UAlbany to Present Music of William Grant Still, Dean of African American Composers

Contact: Lisa James Goldsberry (518) 437-4989
 

William Grant Still (1895-1978), known as the dean of African American composers, wrote more than 150 compositions, and contributed to the African American community and to the world of music.

The University at Albany's University Symphony Orchestra and University Chorale will perform the music of this extraordinary but mostly overlooked composer on Sunday, May 6, at 7 p.m. in the Main Theatre of the Performing Arts Center, located on the University's Uptown Campus. Kirk Smith, director of the University Symphony Orchestra, will conduct.
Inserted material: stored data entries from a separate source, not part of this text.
use super::common::*;
use crate::leave::domain::{LeaveError, LeaveErrorKind, LeaveRequestId, LeaveStatus};
use crate::leave::store::{LeaveRequestStore, SharedLeaveStore};
use std::thread;

#[test]
fn create_assigns_id_and_starts_pending() {
    let mut store = LeaveRequestStore::new();
    let created = store
        .create_at(
            submission("u-ana", "annual", date(2025, 3, 3), date(2025, 3, 7)),
            created_at(),
        )
        .expect("valid request");

    assert_eq!(created.id, LeaveRequestId("leave-000001".to_string()));
    assert_eq!(created.status, LeaveStatus::Pending);
    assert_eq!(created.created_at, created_at());
    assert_eq!(created.version, 1);
    assert_eq!(store.get(&created.id), Some(&created));
}

#[test]
fn create_rejects_end_before_start() {
    let mut store = LeaveRequestStore::new();
    let result = store.create_at(
        submission("u-ana", "annual", date(2025, 3, 7), date(2025, 3, 3)),
        created_at(),
    );

    match result {
        Err(err @ LeaveError::InvalidRange { .. }) => {
            assert_eq!(err.kind(), LeaveErrorKind::Validation)
        }
        other => panic!("expected invalid range, got {other:?}"),
    }
    assert!(store.is_empty());
}

#[test]
fn generated_ids_skip_hydrated_records() {
    let existing = record(
        "leave-000001",
        "u-ana",
        "annual",
        date(2025, 1, 6),
        date(2025, 1, 6),
        LeaveStatus::Approved,
    );
    let mut store = LeaveRequestStore::from_requests(vec![existing]);
    let created = store
        .create_at(
            submission("u-ben", "sick", date(2025, 3, 3), date(2025, 3, 3)),
            created_at(),
        )
        .expect("valid request");

    assert_eq!(created.id, LeaveRequestId("leave-000002".to_string()));
    assert_eq!(store.len(), 2);
}

#[test]
fn revoke_resets_to_pending_from_any_state() {
    let (mut store, ids) = seeded_store();
    let id = &ids[0];

    for prior in [
        LeaveStatus::Approved,
        LeaveStatus::Rejected,
        LeaveStatus::Cancelled,
        LeaveStatus::Pending,
    ] {
        store.set_status(id, prior).expect("known id");
        let previous = store.revoke(id).expect("known id");
        assert_eq!(previous, prior);
        assert_eq!(
            store.get(id).map(|request| request.status),
            Some(LeaveStatus::Pending)
        );
    }
}

#[test]
fn approve_and_reject_apply_from_any_state() {
    let (mut store, ids) = seeded_store();
    let id = &ids[1];

    store.reject(id).expect("reject pending");
    assert_eq!(store.approve(id), Ok(LeaveStatus::Rejected));
    assert_eq!(store.reject(id), Ok(LeaveStatus::Approved));
    assert_eq!(store.cancel(id), Ok(LeaveStatus::Rejected));
    assert_eq!(
        store.get(id).map(|request| request.status),
        Some(LeaveStatus::Cancelled)
    );
}

#[test]
fn approve_twice_is_idempotent() {
    let (mut store, ids) = seeded_store();
    let id = &ids[0];

    store.approve(id).expect("first approval");
    let version_after_first = store.get(id).map(|request| request.version);
    let before_second = store.snapshot();

    assert_eq!(store.approve(id), Ok(LeaveStatus::Approved));
    assert_eq!(
        store.get(id).map(|request| request.status),
        Some(LeaveStatus::Approved)
    );
    assert_eq!(store.get(id).map(|request| request.version), version_after_first);
    assert_eq!(*before_second, *store.snapshot());
}

#[test]
fn unknown_id_is_reported_and_leaves_collection_untouched() {
    let (mut store, _) = seeded_store();
    let before = store.snapshot();
    let missing = LeaveRequestId("leave-999999".to_string());

    for result in [
        store.approve(&missing),
        store.reject(&missing),
        store.revoke(&missing),
        store.set_status(&missing, LeaveStatus::Cancelled),
    ] {
        match result {
            Err(err @ LeaveError::RequestNotFound(_)) => {
                assert_eq!(err.kind(), LeaveErrorKind::UnknownReference)
            }
            other => panic!("expected not found, got {other:?}"),
        }
    }
    assert!(matches!(
        store.remove(&missing),
        Err(LeaveError::RequestNotFound(_))
    ));
    assert_eq!(*before, *store.snapshot());
}

#[test]
fn remove_deletes_without_tombstone() {
    let (mut store, ids) = seeded_store();
    let removed = store.remove(&ids[2]).expect("known id");

    assert_eq!(removed.id, ids[2]);
    assert_eq!(store.len(), 3);
    assert!(store.get(&ids[2]).is_none());
    assert!(matches!(
        store.approve(&ids[2]),
        Err(LeaveError::RequestNotFound(_))
    ));
}

#[test]
fn snapshots_are_not_affected_by_later_mutations() {
    let (mut store, ids) = seeded_store();
    let before = store.snapshot();

    store.approve(&ids[0]).expect("approve");
    store.remove(&ids[1]).expect("remove");

    assert_eq!(before.len(), 4);
    assert!(before
        .iter()
        .all(|request| request.status == LeaveStatus::Pending));
    assert_eq!(store.len(), 3);
    assert_eq!(
        store.get(&ids[0]).map(|request| request.status),
        Some(LeaveStatus::Approved)
    );
}

#[test]
fn checked_status_change_detects_stale_versions() {
    let (mut store, ids) = seeded_store();
    let id = &ids[0];
    let seen = store.get(id).map(|request| request.version).expect("present");

    store
        .set_status_checked(id, LeaveStatus::Approved, seen)
        .expect("fresh version applies");

    match store.set_status_checked(id, LeaveStatus::Rejected, seen) {
        Err(LeaveError::VersionConflict {
            expected, actual, ..
        }) => {
            assert_eq!(expected, seen);
            assert_eq!(actual, seen + 1);
        }
        other => panic!("expected version conflict, got {other:?}"),
    }
    assert_eq!(
        store.get(id).map(|request| request.status),
        Some(LeaveStatus::Approved)
    );
}

#[test]
fn for_user_and_in_year_filter_in_order() {
    let (mut store, _) = seeded_store();
    store
        .create_at(
            submission("u-ana", "annual", date(2025, 12, 29), date(2026, 1, 2)),
            created_at(),
        )
        .expect("valid request");

    let ana = user("u-ana");
    let ana_types: Vec<&str> = store
        .for_user(&ana)
        .map(|request| request.leave_type.0.as_str())
        .collect();
    assert_eq!(ana_types, vec!["annual", "unpaid", "annual"]);

    assert_eq!(store.in_year(2025).count(), 5);
    assert_eq!(store.in_year(2026).count(), 1);
    assert_eq!(store.in_year(2024).count(), 0);
}

#[test]
fn clipped_to_year_keeps_only_days_inside_the_year() {
    let mut store = LeaveRequestStore::new();
    let mut new = submission("u-ana", "annual", date(2025, 12, 29), date(2026, 1, 2));
    new.half_day_start = true;
    new.half_day_end = true;
    let spanning = store
        .create_at(new, created_at())
        .expect("valid request");

    let december = store.clipped_to_year(2025);
    assert_eq!(december.len(), 1);
    assert_eq!(december[0].id, spanning.id);
    assert_eq!(december[0].start_date, date(2025, 12, 29));
    assert_eq!(december[0].end_date, date(2025, 12, 31));
    assert!(december[0].half_day_start && !december[0].half_day_end);

    let january = store.clipped_to_year(2026);
    assert_eq!(january[0].start_date, date(2026, 1, 1));
    assert_eq!(january[0].end_date, date(2026, 1, 2));
    assert!(!january[0].half_day_start && january[0].half_day_end);

    assert!(store.clipped_to_year(2024).is_empty());
    assert_eq!(store.get(&spanning.id), Some(&spanning));
}

#[test]
fn shared_store_serialises_concurrent_writers() {
    let shared = SharedLeaveStore::new(LeaveRequestStore::new());

    let handles: Vec<_> = (0..4)
        .map(|worker| {
            let shared = shared.clone();
            thread::spawn(move || {
                for day in 3..=7 {
                    shared
                        .write(|store| {
                            store.create_at(
                                submission(
                                    &format!("u-{worker}"),
                                    "annual",
                                    date(2025, 3, day),
                                    date(2025, 3, day),
                                ),
                                created_at(),
                            )
                        })
                        .expect("valid request");
                }
            })
        })
        .collect();

    for handle in handles {
        handle.join().expect("writer thread finished");
    }

    let snapshot = shared.snapshot();
    assert_eq!(snapshot.len(), 20);
    let mut ids: Vec<_> = snapshot.iter().map(|request| request.id.clone()).collect();
    ids.sort();
    ids.dedup();
    assert_eq!(ids.len(), 20, "every writer received a unique id");
}
//! Change events for committed resource writes.
//!
//! ```text
//!   ResourceRepository ──commit──▶ publish(ChangeEvent)
//!                                     │
//!                     ┌───────────────┼────────────────┐
//!                     ▼                                ▼
//!              EventBroadcaster                Subscription dispatcher
//!           (broadcast, may lag)             (unbounded, lossless sink)
//! ```
//!
//! - [`types`]: `ChangeEvent` and `ChangeKind`
//! - [`broadcaster`]: the `ChangeEventSink` trait and the broadcast sink

pub mod broadcaster;
pub mod types;

pub use broadcaster::{ChangeEventSink, EventBroadcaster, EventError};
pub use types::{ChangeEvent, ChangeKind};
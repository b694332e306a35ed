//! Connection pool management for the PostgreSQL storage engine.
//!
//! Every shard gets its own pool whose connections have `search_path` pinned
//! to the shard's schema, so queries use unqualified table names.

use std::time::Duration;

use sqlx_core::pool::PoolOptions;
use sqlx_postgres::{PgPool, Postgres};
use tracing::{debug, info, instrument};

use crate::config::PostgresConfig;
use crate::error::{PostgresError, Result};

/// Type alias for PostgreSQL pool options.
pub type PgPoolOptions = PoolOptions<Postgres>;

/// Creates a connection pool for one shard schema.
#[instrument(skip(config), fields(url = %mask_password(url)))]
pub async fn create_pool(config: &PostgresConfig, url: &str, schema: &str) -> Result<PgPool> {
    info!(
        pool_size = config.pool_size,
        min_connections = ?config.min_connections,
        connect_timeout_ms = config.connect_timeout_ms,
        max_lifetime_secs = ?config.max_lifetime_secs,
        "Creating PostgreSQL connection pool"
    );

    let min_connections = config
        .min_connections
        .unwrap_or(config.pool_size / 4)
        .max(1);

    let max_lifetime_secs = config.max_lifetime_secs.unwrap_or(1800);

    let set_search_path = format!("SET search_path TO \"{schema}\", public");
    let mut options = PgPoolOptions::new()
        .max_connections(config.pool_size)
        .min_connections(min_connections)
        .acquire_timeout(Duration::from_millis(config.connect_timeout_ms))
        .max_lifetime(Duration::from_secs(max_lifetime_secs))
        .test_before_acquire(false)
        .after_connect(move |conn, _meta| {
            let sql = set_search_path.clone();
            Box::pin(async move {
                sqlx_core::query::query(&sql).execute(&mut *conn).await?;
                Ok(())
            })
        });

    if let Some(idle_timeout) = config.idle_timeout_ms {
        options = options.idle_timeout(Duration::from_millis(idle_timeout));
    }

    let pool = options.connect(url).await?;

    debug!("PostgreSQL connection pool created successfully");

    Ok(pool)
}

/// Tests the connection to the database.
#[instrument(skip(pool))]
pub async fn test_connection(pool: &PgPool) -> Result<()> {
    sqlx_core::query::query("SELECT 1")
        .execute(pool)
        .await
        .map_err(PostgresError::from)?;

    debug!("Database connection test successful");

    Ok(())
}

/// Masks the password in a database URL for logging.
pub(crate) fn mask_password(url: &str) -> String {
    if let Some(at_pos) = url.find('@')
        && let Some(colon_pos) = url[..at_pos].rfind(':')
    {
        let scheme_end = url.find("://").map(|p| p + 3).unwrap_or(0);
        if colon_pos > scheme_end {
            return format!("{}:****{}", &url[..colon_pos], &url[at_pos..]);
        }
    }
    url.to_string()
}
Among Still's many accomplishments, he was the first African American to write a major symphonic work performed by a major American orchestra (Troubled Island). Still was also the first African American to have his opera televised over a national network in the U.S., posthumously, (A Bayou Island) in 1981.

Still, born in Woodville, Mississippi, was the first African American to conduct a major symphony orchestra in the U.S., in 1936, when he directed the Los Angeles Philharmonic Orchestra, and also the first to conduct a major symphony in the deep South, in 1955.

The Orchestra will be accompanied by the University Choral to reproduce four of Still's works. They will perform All That I Am, Wailing Woman, Those Who Wait, and From a Lost Continent. Two of these works have been performed only twice in the past century. The Orchestra and Choral performing these pieces will be an assembly of undergraduates, graduates, faculty, staff, and community members.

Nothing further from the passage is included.